Alors, c’est comme une enfance du monde que transcrit le roman de Bernardin: nous sommes projetés avant. Avant le désir, dans la simple satisfaction du besoin; avant l’accumulation, dans la simple production de l’autarcie; avant la sophistication, dans le simple appareil de la frugalité; et aussi avant la sexuation, dans l’indistinction des êtres; avant l’individuation; dans l’échange des propriétés ; avant la faute, dans l’innocence ; avant la parole, dans la manifestation; avant la pensée, dans l’évidence; avant les cultures dans la compénétration des modèles de la beauté.

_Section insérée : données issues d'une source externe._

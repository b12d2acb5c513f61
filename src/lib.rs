//! Monthly budget tracker
//!
//! This library provides the core of a single-month budget tracker: an
//! expense ledger keyed by stable entry ids, and a pure aggregation engine
//! that compares spending against income, a savings goal and per-category
//! budgets.
//!
//! # Architecture
//!
//! The crate is organized into the following modules:
//!
//! - `models`: Money, categories, expense entries and budget configuration
//! - `services`: The expense ledger and the aggregation engine
//! - `config`: Configuration and path management
//! - `error`: Custom error types
//! - `audit`: Audit logging of session mutations
//! - `display`: Text rendering of ledgers and overviews
//! - `export`: CSV export of the category breakdown
//! - `cli`: Interactive session and one-shot command handlers
//! - `log`: Diagnostic logging setup
//!
//! # Example
//!
//! ```rust
//! use monthly_budget::models::{BudgetConfiguration, ExpenseCategory};
//! use monthly_budget::services::{summarize, Ledger};
//!
//! let mut ledger = Ledger::new();
//! ledger.add(ExpenseCategory::Housing, "450").unwrap();
//! ledger.add(ExpenseCategory::Groceries, "80").unwrap();
//!
//! let overview = summarize(ledger.snapshot(), &BudgetConfiguration::default());
//! assert_eq!(overview.total_spent.to_string(), "€530.00");
//! ```

pub mod audit;
pub mod cli;
pub mod config;
pub mod display;
pub mod error;
pub mod export;
pub mod log;
pub mod models;
pub mod services;

pub use error::{BudgetError, BudgetResult};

Avant la catastrophe , dans l’enfouissement en Dieu. Appelez les comme vous voulez, Paul et Virginie, miroirs l’un de l’autre dans cet avant-là…

Jean Delabroy, Préface de Paul et Virginie , Pocket

Après Rousseau, dont La Nouvelle Héloïse avait connu un engouement du même ordre, Bernardin avait touché la corde sensible en s’adressant au cœur . Son roman marque le point d’aboutissement littéraire , il est le résultat fatal d’une évolution qui, depuis l’abbé Prévost, s’efforce de substituer à l’esthétique classique , une esthétique dont la sensibilité est l’élément essentiel.

P. Trahard, Editions Garnier, 1958

Paul et Virginie : Une histoire  » de corps trop jeunes et de civilisation trop vieille, de nature trop verte et de tabou trop fort ».

 Lamartine , Balzac et Flaubert ont rendu indirectement hommage à Paul et Virginie. En effet, trois de leurs héroïnes, Graziella (Graziella, 1849), Véronique ( le Médecin de Campagne, 1833) et Emma Bovary ( Madame Bovary , 1856) apparaissent chacune penchée sur ce roman de Bernardin de Saint-Pierre.